4. The underwear. Mind if I skip the details here? They’re in Bill’s second post, citing Clemente. Let’s just we already know plenty of people have questions about the victim’s ex.

5. The tide charts. In this case, Clemente is either completely misinformed or the legal work here is shocking. Clemente claims, reading tide charts and visiting the crime scene, that the victim could not have gone where she claimed she went without getting wet. See point 6 of Clemente’s evisceration of Frimpong’s defense lawyer.

6. The alibi. Clemente (point 15) says three people could place Frimpong somewhere other than the crime scene.

7. The victim’s recollection. She may have had an alcohol-related blackout, but was her story otherwise consistent? Is that possible?

8. The lack of evidence on Frimpong (again, other than the DNA for which Frimpong has a plausible explanation). That’s emphasized in the ESPN piece.

For points 9, 10 and 11, read the two paragraphs in the ESPN piece starting “On Jan. 31, 2008”:

9. Dentist shopping. Why was the prosecution allowed to do this?

10. The jurors’ questions after the fact. The jury asked for information it did not receive, and the juror says she felt they rushed to be done by Christmas.

11. Why did Judge Hill dismiss the motion on the dentistry?

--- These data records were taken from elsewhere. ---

//! Durable local point store.

use parking_lot::RwLock;
use pointsync_protocol::{decode_points, encode_points, PointSet};
use pointsync_storage::{StorageBackend, StorageError, StorageResult};
use std::sync::Arc;
use tracing::warn;

/// Storage key of the local point array.
pub const MAP_POINTS_KEY: &str = "map_points";

/// The client's local point set.
///
/// Holds the in-memory working set used between sync cycles, backed by one
/// JSON array under [`MAP_POINTS_KEY`]. Changes are saved first and only
/// then swapped into memory, so the working set never runs ahead of disk.
pub struct PointStore {
    backend: Arc<dyn StorageBackend>,
    points: RwLock<PointSet>,
}

impl PointStore {
    /// Opens the store and loads the last saved set.
    pub fn open(backend: Arc<dyn StorageBackend>) -> Self {
        let points = load_from(backend.as_ref());
        Self {
            backend,
            points: RwLock::new(points),
        }
    }

    /// Returns the last durably saved set.
    ///
    /// An unreadable or corrupt entry is logged and treated as empty.
    pub fn load(&self) -> PointSet {
        load_from(self.backend.as_ref())
    }

    /// Durably persists `points`, replacing the prior saved set.
    pub fn save(&self, points: &PointSet) -> StorageResult<()> {
        let bytes = encode_points(points).map_err(|e| StorageError::Corrupted(e.to_string()))?;
        self.backend.put(MAP_POINTS_KEY, &bytes)
    }

    /// Returns a snapshot of the in-memory set.
    pub fn current(&self) -> PointSet {
        self.points.read().clone()
    }

    /// Replaces the in-memory set.
    pub(crate) fn replace_all(&self, points: PointSet) {
        *self.points.write() = points;
    }
}

fn load_from(backend: &dyn StorageBackend) -> PointSet {
    let bytes = match backend.get(MAP_POINTS_KEY) {
        Ok(Some(bytes)) => bytes,
        Ok(None) => return PointSet::new(),
        Err(err) => {
            warn!(error = %err, "failed to read saved points, starting empty");
            return PointSet::new();
        }
    };

    decode_points(&bytes).unwrap_or_else(|err| {
        warn!(error = %err, "saved points are corrupt, starting empty");
        PointSet::new()
    })
}
//! Server configuration.

use std::net::SocketAddr;
use std::path::PathBuf;

/// Default listening port.
pub const DEFAULT_PORT: u16 = 3000;

/// Configuration for the point server.
#[derive(Debug, Clone)]
pub struct ServerConfig {
    /// Address to bind to.
    pub bind_addr: SocketAddr,
    /// Directory holding `points.json`.
    pub data_dir: PathBuf,
    /// Largest accepted request body in bytes.
    pub max_body_bytes: usize,
}

impl ServerConfig {
    /// Creates a new server configuration.
    pub fn new(bind_addr: SocketAddr) -> Self {
        Self {
            bind_addr,
            data_dir: PathBuf::from("pointsync-data"),
            max_body_bytes: 4 * 1024 * 1024,
        }
    }

    /// Sets the data directory.
    pub fn with_data_dir(mut self, dir: impl Into<PathBuf>) -> Self {
        self.data_dir = dir.into();
        self
    }

    /// Sets the maximum request body size.
    pub fn with_max_body_bytes(mut self, max: usize) -> Self {
        self.max_body_bytes = max;
        self
    }
}

impl Default for ServerConfig {
    fn default() -> Self {
        Self::new(SocketAddr::from(([127, 0, 0, 1], DEFAULT_PORT)))
    }
}
//! Periodic background sync.

use crate::coordinator::{SyncCoordinator, SyncTrigger};
use crate::transport::PointTransport;
use std::sync::Arc;
use std::time::Duration;
use tokio::sync::oneshot;
use tokio::task::JoinHandle;
use tokio::time::MissedTickBehavior;
use tracing::debug;

/// Runs scheduled syncs on a fixed interval until shut down.
///
/// The first tick fires immediately. Ticks missed while a cycle is running
/// are skipped rather than bunched up.
pub struct SyncScheduler {
    shutdown: oneshot::Sender<()>,
    task: JoinHandle<()>,
}

impl SyncScheduler {
    /// Starts polling `coordinator` every `interval`.
    pub fn spawn<T>(coordinator: Arc<SyncCoordinator<T>>, interval: Duration) -> Self
    where
        T: PointTransport + 'static,
    {
        let (shutdown, mut shutdown_rx) = oneshot::channel::<()>();
        let task = tokio::spawn(async move {
            let mut ticker = tokio::time::interval(interval);
            ticker.set_missed_tick_behavior(MissedTickBehavior::Skip);

            loop {
                tokio::select! {
                    _ = &mut shutdown_rx => break,
                    _ = ticker.tick() => {
                        // Failures are reflected in the coordinator's status.
                        let _ = coordinator.sync(SyncTrigger::Scheduled).await;
                    }
                }
            }
            debug!("sync scheduler stopped");
        });

        debug!(?interval, "sync scheduler started");
        Self { shutdown, task }
    }

    /// Starts polling with the coordinator's configured interval.
    pub fn spawn_default<T>(coordinator: Arc<SyncCoordinator<T>>) -> Self
    where
        T: PointTransport + 'static,
    {
        let interval = coordinator.config().sync_interval;
        Self::spawn(coordinator, interval)
    }

    /// Stops polling and waits for an in-flight cycle to finish.
    pub async fn shutdown(self) {
        let _ = self.shutdown.send(());
        let _ = self.task.await;
    }
}

#[cfg(test)]
mod tests {
    use super::*;
    use crate::config::SyncConfig;
    use crate::coordinator::SyncStatus;
    use crate::replica::LocalReplica;
    use crate::transport::MockTransport;
    use pointsync_protocol::Point;
    use pointsync_storage::InMemoryBackend;

    fn coordinator(transport: MockTransport) -> Arc<SyncCoordinator<MockTransport>> {
        let replica = LocalReplica::open(Arc::new(InMemoryBackend::new()));
        Arc::new(SyncCoordinator::new(
            SyncConfig::new("http://test.invalid"),
            transport,
            replica,
        ))
    }

    #[tokio::test]
    async fn first_tick_syncs_immediately() {
        let remote = vec![Point::with_id("A", "X", 1.0, 2.0).unwrap()].into();
        let coordinator = coordinator(MockTransport::with_remote(remote));

        let scheduler = SyncScheduler::spawn(Arc::clone(&coordinator), Duration::from_secs(3600));
        tokio::time::sleep(Duration::from_millis(100)).await;
        scheduler.shutdown().await;

        assert!(coordinator.points().contains("A"));
        assert_eq!(coordinator.stats().cycles_completed, 1);
    }

    #[tokio::test]
    async fn keeps_polling_until_shutdown() {
        let coordinator = coordinator(MockTransport::new());

        let scheduler = SyncScheduler::spawn(Arc::clone(&coordinator), Duration::from_millis(20));
        tokio::time::sleep(Duration::from_millis(150)).await;
        scheduler.shutdown().await;

        let cycles = coordinator.stats().cycles_completed;
        assert!(cycles >= 2, "expected several cycles, got {cycles}");

        tokio::time::sleep(Duration::from_millis(60)).await;
        assert_eq!(coordinator.stats().cycles_completed, cycles);
    }

    #[tokio::test]
    async fn scheduled_failures_only_update_status() {
        let transport = MockTransport::new();
        transport.fail_next_fetch(crate::SyncError::transport("offline"));
        let coordinator = coordinator(transport);

        let scheduler = SyncScheduler::spawn(Arc::clone(&coordinator), Duration::from_secs(3600));
        tokio::time::sleep(Duration::from_millis(100)).await;
        scheduler.shutdown().await;

        assert_eq!(coordinator.status(), SyncStatus::Error);
        assert_eq!(coordinator.stats().cycles_failed, 1);
    }
}
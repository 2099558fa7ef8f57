//! Local replica: the point store plus pending deletions and settings.

use crate::error::{SyncError, SyncResult};
use crate::merge::merge;
use crate::store::PointStore;
use crate::tombstone::TombstoneSet;
use parking_lot::Mutex;
use pointsync_protocol::{decode_ids, encode_ids, Point, PointId, PointSet};
use pointsync_storage::{StorageBackend, StorageError, StorageResult};
use std::sync::Arc;
use tracing::{debug, warn};

/// Storage key of the pending deletion ids.
pub const PENDING_DELETES_KEY: &str = "pending_deletes";

/// Storage key of the configured server URL.
pub const SERVER_URL_KEY: &str = "server_url";

/// Result of applying a remote snapshot to the replica.
#[derive(Debug, Clone)]
pub(crate) struct RemoteApplied {
    /// Whether the merge added points.
    pub changed: bool,
    /// Number of points added by the merge.
    pub added: usize,
    /// Tombstones cleared because the remote no longer holds them.
    pub cleared: Vec<PointId>,
    /// Tombstoned ids the remote still holds.
    pub still_remote: Vec<PointId>,
    /// Local set after the merge.
    pub points: PointSet,
}

/// One client's point set, its pending deletions and its saved settings.
///
/// Every compound update of store and tombstones runs under a single mutex,
/// so a point is never both present in the store and tombstoned. Updates are
/// persisted before they reach memory; a failed write leaves the in-memory
/// state untouched. Deleting a point persists the tombstone before the
/// shrunken point set; on open, any stored point that is also tombstoned is
/// dropped.
pub struct LocalReplica {
    backend: Arc<dyn StorageBackend>,
    store: PointStore,
    tombstones: Mutex<TombstoneSet>,
}

impl LocalReplica {
    /// Opens the replica from `backend`.
    pub fn open(backend: Arc<dyn StorageBackend>) -> Self {
        let store = PointStore::open(Arc::clone(&backend));
        let tombstones = load_tombstones(backend.as_ref());

        let mut points = store.current();
        let before = points.len();
        for id in tombstones.iter() {
            points.remove(id.as_str());
        }
        if points.len() != before {
            debug!(dropped = before - points.len(), "dropped tombstoned points on open");
            store.replace_all(points);
        }

        Self {
            backend,
            store,
            tombstones: Mutex::new(tombstones),
        }
    }

    pub(crate) fn store(&self) -> &PointStore {
        &self.store
    }

    /// Returns a snapshot of the local points.
    pub fn points(&self) -> PointSet {
        self.store.current()
    }

    /// Returns a snapshot of the pending deletions.
    pub fn tombstones(&self) -> TombstoneSet {
        self.tombstones.lock().clone()
    }

    /// Adds or replaces a point and persists the set.
    ///
    /// # Errors
    ///
    /// Returns [`SyncError::Tombstoned`] if the id is pending deletion, or
    /// [`SyncError::Storage`] if the save fails; the set is then unchanged.
    pub fn add_point(&self, point: Point) -> SyncResult<()> {
        let tombstones = self.tombstones.lock();
        if tombstones.contains(point.id.as_str()) {
            return Err(SyncError::Tombstoned(point.id));
        }
        debug!(id = %point.id, "adding point");
        let mut points = self.store.current();
        points.insert(point);
        self.store.save(&points)?;
        self.store.replace_all(points);
        Ok(())
    }

    /// Deletes a point locally and records a tombstone for it.
    ///
    /// Returns false if no point with this id exists locally. Once the
    /// tombstone is durable the delete is committed: a failure to rewrite the
    /// point set is only logged, since the next open drops the point anyway.
    ///
    /// # Errors
    ///
    /// Returns [`SyncError::Storage`] if the tombstone cannot be persisted;
    /// the point is then still present.
    pub fn delete_point(&self, id: &str) -> SyncResult<bool> {
        let mut tombstones = self.tombstones.lock();
        let mut points = self.store.current();
        let Some(removed) = points.remove(id) else {
            return Ok(false);
        };
        debug!(id = %removed.id, "deleting point");

        let mut pending = tombstones.clone();
        pending.mark_deleted(removed.id);
        self.save_tombstones(&pending)?;
        *tombstones = pending;

        if let Err(err) = self.store.save(&points) {
            warn!(error = %err, "failed to rewrite points after delete");
        }
        self.store.replace_all(points);
        Ok(true)
    }

    /// Returns the saved server URL, if any.
    pub fn server_url(&self) -> Option<String> {
        match self.backend.get(SERVER_URL_KEY) {
            Ok(Some(bytes)) => serde_json::from_slice(&bytes)
                .map_err(|err| warn!(error = %err, "saved server url is corrupt"))
                .ok(),
            Ok(None) => None,
            Err(err) => {
                warn!(error = %err, "failed to read saved server url");
                None
            }
        }
    }

    /// Persists the server URL.
    pub fn set_server_url(&self, url: &str) -> StorageResult<()> {
        let bytes = serde_json::to_vec(url).map_err(|e| StorageError::Corrupted(e.to_string()))?;
        self.backend.put(SERVER_URL_KEY, &bytes)
    }

    /// Reconciles tombstones against `remote`, merges it in and persists.
    pub(crate) fn apply_remote(&self, remote: &PointSet) -> SyncResult<RemoteApplied> {
        let mut tombstones = self.tombstones.lock();

        let mut pending = tombstones.clone();
        let cleared = pending.reconcile(remote.ids());
        if !cleared.is_empty() {
            debug!(cleared = cleared.len(), "tombstones reconciled");
            self.save_tombstones(&pending)?;
            *tombstones = pending;
        }

        let local = self.store.current();
        let (merged, changed) = merge(&local, remote, &tombstones);
        let added = merged.len() - local.len();
        if changed {
            self.store.save(&merged)?;
            self.store.replace_all(merged.clone());
        }

        Ok(RemoteApplied {
            changed,
            added,
            cleared,
            still_remote: tombstones.iter().cloned().collect(),
            points: merged,
        })
    }

    fn save_tombstones(&self, tombstones: &TombstoneSet) -> StorageResult<()> {
        if tombstones.is_empty() {
            return self.backend.remove(PENDING_DELETES_KEY);
        }
        let bytes =
            encode_ids(tombstones.iter()).map_err(|e| StorageError::Corrupted(e.to_string()))?;
        self.backend.put(PENDING_DELETES_KEY, &bytes)
    }
}

fn load_tombstones(backend: &dyn StorageBackend) -> TombstoneSet {
    match backend.get(PENDING_DELETES_KEY) {
        Ok(Some(bytes)) => match decode_ids(&bytes) {
            Ok(ids) => ids.into_iter().collect(),
            Err(err) => {
                warn!(error = %err, "pending deletes are corrupt, starting empty");
                TombstoneSet::new()
            }
        },
        Ok(None) => TombstoneSet::new(),
        Err(err) => {
            warn!(error = %err, "failed to read pending deletes, starting empty");
            TombstoneSet::new()
        }
    }
}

There’s more. Some of it is nonsensical — Clemente implies that Frimpong was such a celebrity in Santa Barbara that he would’ve been recognized. Frimpong isn’t Messi, and Santa Barbara isn’t Argentina. Again, that’s why some of these points should simply be discarded if you’re arguing in public. (In a court of law, throwing the spaghetti at the wall to see what sticks is apparently more common. Trust me on this.)

Other points — whether or not racism was a factor, how often rape accusations prove false — really obscure the issues.